Canada

Canadian Bank Regulator Readies To Reverse Extra Pandemic Mortgage Leverage

Canadian real estate markets may have got the first big cooling measure today. The Office of the Superintendent of Financial Institutions (OSFI) announced they are moving to tighten uninsured mortgage leverage. The organization that regulates Canada’s banks, eased the mortgage stress test last year. Now that it’s clear mortgages don’t need stimulus, they’re looking to reverse the test to pre-pandemic levels. The regulators giveth, and the regulators taketh away. 

OSFI Proposes To Reverse Extra Pandemic Mortgage Leverage 

OSFI proposed an increase to the benchmark rate used for the mortgage stress tests. Uninsured mortgages would see the current benchmark rise from 4.79% to 5.25%, setting a new floor for leverage. If the move successfully proceeds, it would reduce the current max mortgage drop by 5%. Not exactly earth-shattering, but it rolls people back to pre-pandemic levels.

What The Heck Is A Stress Test?

If that sounded totally foreign to you, let’s unpack the OSFI mortgage stress test. The test applies to uninsured mortgages at banks, and checks buyers against a higher qualifying rate. It’s a basic form of risk management to assess a borrower’s ability. In non-bankster, this does 3 big things to help the financial system:

  1. Lowers maximum mortgage leverage. This helps to prevent people from getting up to their neck in debt. When that happens, they become a higher default risk. 
  2. Qualifies your ability to pay higher mortgage rates if credit conditions improve. When mortgage rates are near record lows, they likely won’t stay there. If you are tested at a higher mortgage rate, you’ll know you can handle any future increases. 
  3. Protects the economy from over-allocation in housing. When interest rates are low, housing becomes attractive. Sometimes too attractive. A stress test allows cheap credit while preventing people from over-allocating. 

How Is The Canadian Mortgage Stress Test Done?

Lenders test you against a contract or the benchmark rate — whichever is higher. The contract rate is the rate you’ll pay, plus 2 points to determine how you can handle a hike. The benchmark is the BoC 5-year fixed, which is currently 4.79%. Whichever is higher, is the number you are tested with. 

Just to make it crystal clear, let’s go through a quick example. We’ll assume you have a household income of $100,000, and find a 5 year fixed rate mortgage at 2%, with a 25-year amortization. You’re not just good at your job, you’re also a great mortgage hunter. 

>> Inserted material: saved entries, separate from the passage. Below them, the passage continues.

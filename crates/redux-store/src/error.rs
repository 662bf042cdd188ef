//! Error types for the store, reducers and listeners

use crate::subscription::SubscriptionId;
use std::any::Any;
use std::fmt;
use thiserror::Error;

/// Boxed error returned by listener callbacks
pub type BoxError = Box<dyn std::error::Error + Send + Sync + 'static>;

/// Errors a reducer may report instead of producing a next state
#[derive(Debug, Error)]
pub enum ReducerError {
    #[error("invalid payload for `{kind}`: {reason}")]
    InvalidPayload { kind: String, reason: String },

    #[error("slice `{slice}` has no case reducer `{case}`")]
    UnknownCase { slice: String, case: String },

    #[error("slice `{key}` failed: {source}")]
    InSlice {
        key: String,
        #[source]
        source: Box<ReducerError>,
    },

    #[error("{0}")]
    Rejected(String),
}

impl ReducerError {
    pub fn rejected(reason: impl Into<String>) -> Self {
        Self::Rejected(reason.into())
    }
}

/// A single listener that failed during a notification pass
#[derive(Debug, Clone, PartialEq, Eq)]
pub struct ListenerFailure {
    pub subscription_id: SubscriptionId,
    pub message: String,
    pub panicked: bool,
}

impl fmt::Display for ListenerFailure {
    fn fmt(&self, f: &mut fmt::Formatter<'_>) -> fmt::Result {
        let verb = if self.panicked { "panicked" } else { "failed" };
        write!(f, "listener #{} {}: {}", self.subscription_id, verb, self.message)
    }
}

impl std::error::Error for ListenerFailure {}

/// Errors returned by [`crate::Store`] operations
#[derive(Debug, Error)]
pub enum StoreError {
    #[error("store builder has no reducer")]
    MissingReducer,

    #[error("store builder has no initial state")]
    MissingInitialState,

    #[error("action has an empty kind")]
    MissingActionKind,

    #[error("reducers may not dispatch actions (attempted `{0}`)")]
    DispatchFromReducer(String),

    #[error("reducer failed on `{kind}`: {source}")]
    Reducer {
        kind: String,
        #[source]
        source: ReducerError,
    },

    #[error("reducer panicked on `{kind}`: {message}")]
    ReducerPanicked { kind: String, message: String },

    #[error("cannot replace the reducer while a dispatch is in progress")]
    ReplaceWhileDispatching,

    #[error("{} listener(s) failed after the state was committed", .0.len())]
    Listeners(Vec<ListenerFailure>),

    #[error("{} follow-up action(s) failed: {}", .0.len(), join_errors(.0))]
    FollowUps(Vec<StoreError>),
}

/// Errors raised while assembling a [`crate::CombinedReducer`]
#[derive(Debug, Clone, PartialEq, Eq, Error)]
pub enum CombineError {
    #[error("duplicate slice key `{0}`")]
    DuplicateKey(String),

    #[error("slice key must not be empty")]
    EmptyKey,
}

fn join_errors(errors: &[StoreError]) -> String {
    errors
        .iter()
        .map(ToString::to_string)
        .collect::<Vec<_>>()
        .join("; ")
}

/// Extract a readable message from a caught panic payload
pub(crate) fn panic_message(payload: &(dyn Any + Send)) -> String {
    if let Some(message) = payload.downcast_ref::<&str>() {
        (*message).to_string()
    } else if let Some(message) = payload.downcast_ref::<String>() {
        message.clone()
    } else {
        "non-string panic payload".to_string()
    }
}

Using no stress test, you would be able to borrow a maximum of $708,500, less servicing costs like property taxes. If you were stress-tested with 2 points added, that drops about 20% lower. 

Except, in this case, 2 + 2 is less than 4.79%, so you’ll need to use the benchmark rate. Using the benchmark, the maximum mortgage is $526,600, before servicing costs. It’s about 4% lower than if the contract rate was used to determine the max. 

Markets Change Faster Than People Expect

The jump from 2% to 4% might sound like a ridiculously fast climb, but a lot can happen in 5 years. From 2016 to 2019, Ratehub historical data shows the 5-year fixed-rate jumped 55%. Other risk factors include a deterioration in quality. Just because you qualified with the best rates, doesn’t mean you’ll renew with it. In a worst-case scenario, you most likely handle payments with ease. In a best-case scenario, you have more money to diversify your investments and spend on life. 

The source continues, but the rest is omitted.